There relationship is not a new relationship. They are in relationship from 2016 and they promised each other so hard. Today is May 2021, now think how can someone break a relationship which is almost 5 year old?

My friend Meem said, "If I had to marry than I'll only marry him( Her chosen guy). If you(Her parents) don't let me to marry him(Her lover), than I'll not marry someone else".

The main fact is her parents will not permit Meem to marry that guy(Meem's lover).Than they don't believe any love marriage means they are not interested.

Rather they will marry her off to a person according to their (Meem's parents) own choice.

n the other hand her parents also said if she( Meem) still continue the relationship or marry him than her parents will not let him entering the house again.They also said Meem will be abandoned from all family matters.

Now let me tell you one thing which will make the situation more clear to you. My friend, Meem's parents are much more rich than her lover's family.

And her lover is not that much rich. Meem's parents are belong to a higher social hierarchy but her lover is not. That's why her parents are restraining Meem to continue this relationship.

Meem's parents has taken away Meem's phone so that she can't be able to communicate with her lover. Her parents are pressuring Meem both verbally and emotionally to let go of her relationship.

Meem's lover is also my friend he is saying "Yes, it's true I don't have that much amount of money but I can assure Meem lead a happy life in my house. I'll give my everything to keep her happy and satisfied"

But Meem's parent are not contented with these words from her lover. They said," You( Meem's lover) don't meet our requirements and I don't like you. So let go my daughter and break the relationship."

So money is playing a vital role between these two young lovers.

But when you are in love does money matters at all? Do you love someone by seeing his/her money?

If so than why there are so much divorces in this world despite having a lot of money?I don't think so when you are in true love or true relationship money doesn't have any effect.

Now let me ask you something if you are in Meem's shoes than what steps did you take?
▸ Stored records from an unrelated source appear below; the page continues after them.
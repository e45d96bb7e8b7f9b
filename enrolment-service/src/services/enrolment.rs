//! Enrolment state transition for a verified payment.
//!
//! Order of effects: resolve, enrol, settle the payment record, audit.
//! Nothing wraps the enrol + settle pair; if settling fails the user stays
//! enrolled and the record stays pending, and the error log carries the
//! full key for reconciliation.

use std::sync::Arc;

use chrono::{DateTime, Utc};

use crate::error::CallbackError;
use crate::models::{
    AuditEvent, Course, EnrolInstance, EnrolmentWindow, OrderReference, PaymentKey,
    PaymentRecord, User,
};
use crate::ports::{AuditSink, EnrolmentHost, PaymentLedger};

/// Note stored on the payment record and the audit event.
pub const CALLBACK_LOG_NOTE: &str = "Callback received from iPaymu, student enrolled";

/// Everything a finished enrolment produced, handed on to notifications.
#[derive(Debug, Clone)]
pub struct Finalized {
    pub order: OrderReference,
    pub transaction_id: String,
    pub user: User,
    pub course: Course,
    pub instance: EnrolInstance,
    pub window: EnrolmentWindow,
    pub record: PaymentRecord,
}

#[derive(Clone)]
pub struct EnrolmentFinalizer {
    host: Arc<dyn EnrolmentHost>,
    ledger: Arc<dyn PaymentLedger>,
    audit: Arc<dyn AuditSink>,
    method: String,
}

impl EnrolmentFinalizer {
    pub fn new(
        host: Arc<dyn EnrolmentHost>,
        ledger: Arc<dyn PaymentLedger>,
        audit: Arc<dyn AuditSink>,
        method: impl Into<String>,
    ) -> Self {
        Self {
            host,
            ledger,
            audit,
            method: method.into(),
        }
    }

    pub async fn finalize(
        &self,
        order: &OrderReference,
        transaction_id: &str,
        session_ref: &str,
    ) -> Result<Finalized, CallbackError> {
        self.finalize_at(order, transaction_id, session_ref, Utc::now())
            .await
    }

    #[tracing::instrument(
        skip(self, order, now),
        fields(
            order = %order,
            user_id = order.user_id,
            course_id = order.course_id,
            instance_id = order.instance_id,
        )
    )]
    pub async fn finalize_at(
        &self,
        order: &OrderReference,
        transaction_id: &str,
        session_ref: &str,
        now: DateTime<Utc>,
    ) -> Result<Finalized, CallbackError> {
        let user = self
            .host
            .find_user(order.user_id)
            .await?
            .ok_or_else(|| CallbackError::NotFound(format!("User {}", order.user_id)))?;

        let course = self
            .host
            .find_course(order.course_id)
            .await?
            .ok_or_else(|| CallbackError::NotFound(format!("Course {}", order.course_id)))?;

        let instance = self
            .host
            .find_enrol_instance(order.instance_id, &self.method)
            .await?
            .ok_or_else(|| {
                CallbackError::NotFound(format!(
                    "Enabled {} enrolment instance {}",
                    self.method, order.instance_id
                ))
            })?;

        let window = EnrolmentWindow::for_period(instance.enrol_period, now.timestamp());

        self.host
            .enrol_user(&instance, user.id, instance.role_id, window)
            .await?;

        tracing::info!(
            role_id = instance.role_id,
            time_start = window.start,
            time_end = window.end,
            "User enrolled"
        );

        let key = PaymentKey {
            user_id: order.user_id,
            course_id: order.course_id,
            instance_id: order.instance_id,
            reference: session_ref.to_string(),
        };

        let mut record = match self.ledger.latest_record(&key).await? {
            Some(record) => record,
            None => {
                tracing::error!(
                    transaction_id = %transaction_id,
                    reference = %session_ref,
                    "Enrolment granted but no payment record matches; reconcile manually"
                );
                return Err(CallbackError::NotFound(format!(
                    "Payment record for order {} reference '{}'",
                    order, session_ref
                )));
            }
        };

        record.payment_status = PaymentRecord::STATUS_SUCCESS.to_string();
        record.pending_reason = Some(CALLBACK_LOG_NOTE.to_string());
        record.time_updated = Some(now.timestamp_millis());

        self.ledger.update_record(&record).await?;

        tracing::info!(
            record_id = record.id,
            transaction_id = %transaction_id,
            "Payment record marked successful"
        );

        self.audit
            .record(AuditEvent {
                course_id: course.id,
                related_user_id: user.id,
                details: CALLBACK_LOG_NOTE.to_string(),
                merchant_order_id: order.to_string(),
                reference: session_ref.to_string(),
                time_created: now.timestamp(),
            })
            .await?;

        Ok(Finalized {
            order: order.clone(),
            transaction_id: transaction_id.to_string(),
            user,
            course,
            instance,
            window,
            record,
        })
    }
}

#[cfg(test)]
mod tests {
    use super::*;
    use crate::services::memory::InMemoryLms;
    use chrono::TimeZone;

    async fn seeded(enrol_period: i64) -> InMemoryLms {
        let lms = InMemoryLms::new();
        lms.add_user(User {
            id: 7,
            username: "budi".into(),
            first_name: "Budi".into(),
            last_name: "Santoso".into(),
            email: "budi@example.com".into(),
        })
        .await;
        lms.add_course(Course {
            id: 3,
            short_name: "RUST101".into(),
            full_name: "Practical Rust".into(),
        })
        .await;
        lms.add_instance(EnrolInstance {
            id: 2,
            course_id: 3,
            enrol: "ipaymu".into(),
            status: EnrolInstance::STATUS_ENABLED,
            role_id: 5,
            enrol_period,
            cost: Some(150_000.0),
            currency: Some("IDR".into()),
        })
        .await;
        lms.add_payment_record(PaymentRecord {
            id: 11,
            user_id: 7,
            course_id: 3,
            instance_id: 2,
            reference: "SID-1".into(),
            amount: Some(150_000.0),
            currency: Some("IDR".into()),
            payment_status: "Pending".into(),
            pending_reason: None,
            timestamp: 1_000,
            time_updated: None,
        })
        .await;
        lms
    }

    fn finalizer(lms: &InMemoryLms) -> EnrolmentFinalizer {
        let lms = Arc::new(lms.clone());
        EnrolmentFinalizer::new(lms.clone(), lms.clone(), lms, "ipaymu")
    }

    fn now() -> DateTime<Utc> {
        Utc.timestamp_opt(1_700_000_000, 0).unwrap()
    }

    #[tokio::test]
    async fn enrols_and_settles_record() {
        let lms = seeded(0).await;
        let order = OrderReference::new("abc", 7, 3, 2);

        let finalized = finalizer(&lms)
            .finalize_at(&order, "T100", "SID-1", now())
            .await
            .unwrap();

        assert!(finalized.window.is_unbounded());

        let enrolment = lms.enrolment(2, 7).await.unwrap();
        assert_eq!(enrolment.role_id, 5);
        assert_eq!(enrolment.course_id, 3);

        let record = lms.payment_record(11).await.unwrap();
        assert_eq!(record.payment_status, "Success");
        assert_eq!(record.pending_reason.as_deref(), Some(CALLBACK_LOG_NOTE));
        assert_eq!(record.time_updated, Some(1_700_000_000_000));

        let events = lms.audit_events().await;
        assert_eq!(events.len(), 1);
        assert_eq!(events[0].merchant_order_id, "abc-7-3-2");
        assert_eq!(events[0].reference, "SID-1");
        assert_eq!(events[0].related_user_id, 7);
        assert_eq!(events[0].course_id, 3);
    }

    #[tokio::test]
    async fn fixed_period_sets_window_from_now() {
        let lms = seeded(30 * 86_400).await;
        let order = OrderReference::new("abc", 7, 3, 2);

        finalizer(&lms)
            .finalize_at(&order, "T100", "SID-1", now())
            .await
            .unwrap();

        let window = lms.enrolment(2, 7).await.unwrap().window;
        assert_eq!(window.start, 1_700_000_000);
        assert_eq!(window.end, 1_700_000_000 + 30 * 86_400);
    }

    #[tokio::test]
    async fn missing_lookups_are_not_found_and_do_not_enrol() {
        let lms = seeded(0).await;

        for order in [
            OrderReference::new("abc", 8, 3, 2),
            OrderReference::new("abc", 7, 4, 2),
            OrderReference::new("abc", 7, 3, 9),
        ] {
            let err = finalizer(&lms)
                .finalize_at(&order, "T100", "SID-1", now())
                .await
                .unwrap_err();
            assert!(matches!(err, CallbackError::NotFound(_)), "{order}");
        }

        assert_eq!(lms.enrol_calls().await, 0);
    }

    #[tokio::test]
    async fn unknown_reference_enrols_but_fails_on_record() {
        let lms = seeded(0).await;
        let order = OrderReference::new("abc", 7, 3, 2);

        let err = finalizer(&lms)
            .finalize_at(&order, "T100", "OTHER", now())
            .await
            .unwrap_err();

        assert!(matches!(err, CallbackError::NotFound(_)));
        assert!(lms.enrolment(2, 7).await.is_some());
        assert_eq!(lms.record_updates().await, 0);
        assert!(lms.audit_events().await.is_empty());
    }

    #[tokio::test]
    async fn repeated_finalize_keeps_enrolment_but_updates_again() {
        let lms = seeded(0).await;
        let order = OrderReference::new("abc", 7, 3, 2);
        let finalizer = finalizer(&lms);

        finalizer
            .finalize_at(&order, "T100", "SID-1", now())
            .await
            .unwrap();
        let first = lms.enrolment(2, 7).await.unwrap();

        finalizer
            .finalize_at(&order, "T100", "SID-1", now())
            .await
            .unwrap();
        let second = lms.enrolment(2, 7).await.unwrap();

        assert_eq!(first, second);
        assert_eq!(lms.enrol_calls().await, 2);
        assert_eq!(lms.record_updates().await, 2);
        assert_eq!(lms.audit_events().await.len(), 2);
    }
}
//! service-core: Shared infrastructure for the enrolment services.
pub mod config;
pub mod error;
pub mod middleware;
pub mod observability;
pub mod utils;

pub use axum;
Did you continue your relationship knowing it doesn't have any future and your parents are not agreeing with you?

Now here are my few talks that can solve this problem easily and my opinion regarding this relationship.

I'll also want to listen from you what steps Meem and his lover should take and how they should proceed now?
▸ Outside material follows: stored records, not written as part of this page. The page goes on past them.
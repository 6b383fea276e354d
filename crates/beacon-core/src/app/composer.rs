//! Composer - snapshot から通知メッセージを組み立てる
//!
//! 純粋関数。欠けている任意フィールドはデフォルト値で埋めるだけで、失敗しません。

use crate::config::NotifierConfig;
use crate::domain::{Category, NotificationMessage, WorkItemSnapshot};

const UNKNOWN: &str = "?";

pub fn compose(
    category: Category,
    snapshot: &WorkItemSnapshot,
    config: &NotifierConfig,
) -> NotificationMessage {
    let model = field_or_unknown(snapshot.car_model.as_deref());
    let plate = field_or_unknown(snapshot.license_plate.as_deref());

    match category {
        Category::Alignment => {
            let template = &config.alignment;
            with_web_options(
                NotificationMessage::new(&template.title, format!("{model} ({plate}) arrived.")),
                template.icon.as_deref(),
                template.link.as_deref(),
            )
        }
        Category::Service => {
            let template = &config.service;
            let description = snapshot
                .description
                .as_deref()
                .map(str::trim)
                .filter(|d| !d.is_empty())
                .unwrap_or(template.fallback_description.as_str());
            with_web_options(
                NotificationMessage::new(
                    &template.title,
                    format!("Vehicle: {model} ({plate})\nService: {description}"),
                ),
                template.icon.as_deref(),
                template.link.as_deref(),
            )
        }
    }
}

fn field_or_unknown(value: Option<&str>) -> &str {
    value.map(str::trim).filter(|v| !v.is_empty()).unwrap_or(UNKNOWN)
}

fn with_web_options(
    mut message: NotificationMessage,
    icon: Option<&str>,
    link: Option<&str>,
) -> NotificationMessage {
    if let Some(icon) = icon {
        message = message.with_icon(icon);
    }
    if let Some(link) = link {
        message = message.with_link(link);
    }
    message
}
- First of all let's not forget that it's a five year long relationship and it's difficult for both of them to completely erase the relationship from their minds.

They have way too much dreams and they are seeing those for the last five years. So we should at least show some little respect to this relationship. Because again I'm saying it's not easy to forget this lengthy relationship.
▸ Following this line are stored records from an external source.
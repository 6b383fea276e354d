//! Clock port - 時刻の抽象化
//!
//! - **SystemClock**: 本番用
//! - **FixedClock**: テスト用（決定的な時刻）

use chrono::{DateTime, Utc};

/// Clock は現在時刻を提供
pub trait Clock: Send + Sync {
    fn now(&self) -> DateTime<Utc>;
}

#[derive(Debug, Clone, Copy, Default)]
pub struct SystemClock;

impl Clock for SystemClock {
    fn now(&self) -> DateTime<Utc> {
        Utc::now()
    }
}

#[derive(Debug, Clone, Copy)]
pub struct FixedClock {
    at: DateTime<Utc>,
}

impl FixedClock {
    pub fn new(at: DateTime<Utc>) -> Self {
        Self { at }
    }
}

impl Clock for FixedClock {
    fn now(&self) -> DateTime<Utc> {
        self.at
    }
}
- If her lover is not economically stable than her parents should give him some time to be stable. Only when that guy become economically stable than they should proceed the marriage instead of complete dissolution.

- As Meem is not a child so she should have enjoyed some right over her life.Most importantly it's her life so she should be able to take the decision whom to marry. My friend, Meem is a 22-year old girl so she knew what is going or bad.

Her parents should give her at least some space to talk. But the cruel fact is her parents are not letting her to take any decision. I wonder it's her life so she should have some right to take her life's decision.

-Yes money matters but money is not the only thing that brings happiness to anyone. There are thousands of homeless people and in deep poverty.

But along with the poverty also they are maintaining a family.But Meem's parents logic "Only money brings happiness" is not true at all.

They (Meem's parents) should give their daughter some spaces so that she can choose whom to marry or not.

Because at the end of day the it's not Meem's parents who will maintain the family. It's Meem who will maintain her own family.

I pray and hope her love can reach the highest destiny of a relationship which is marriage.What do you think what she (My friend) should do now?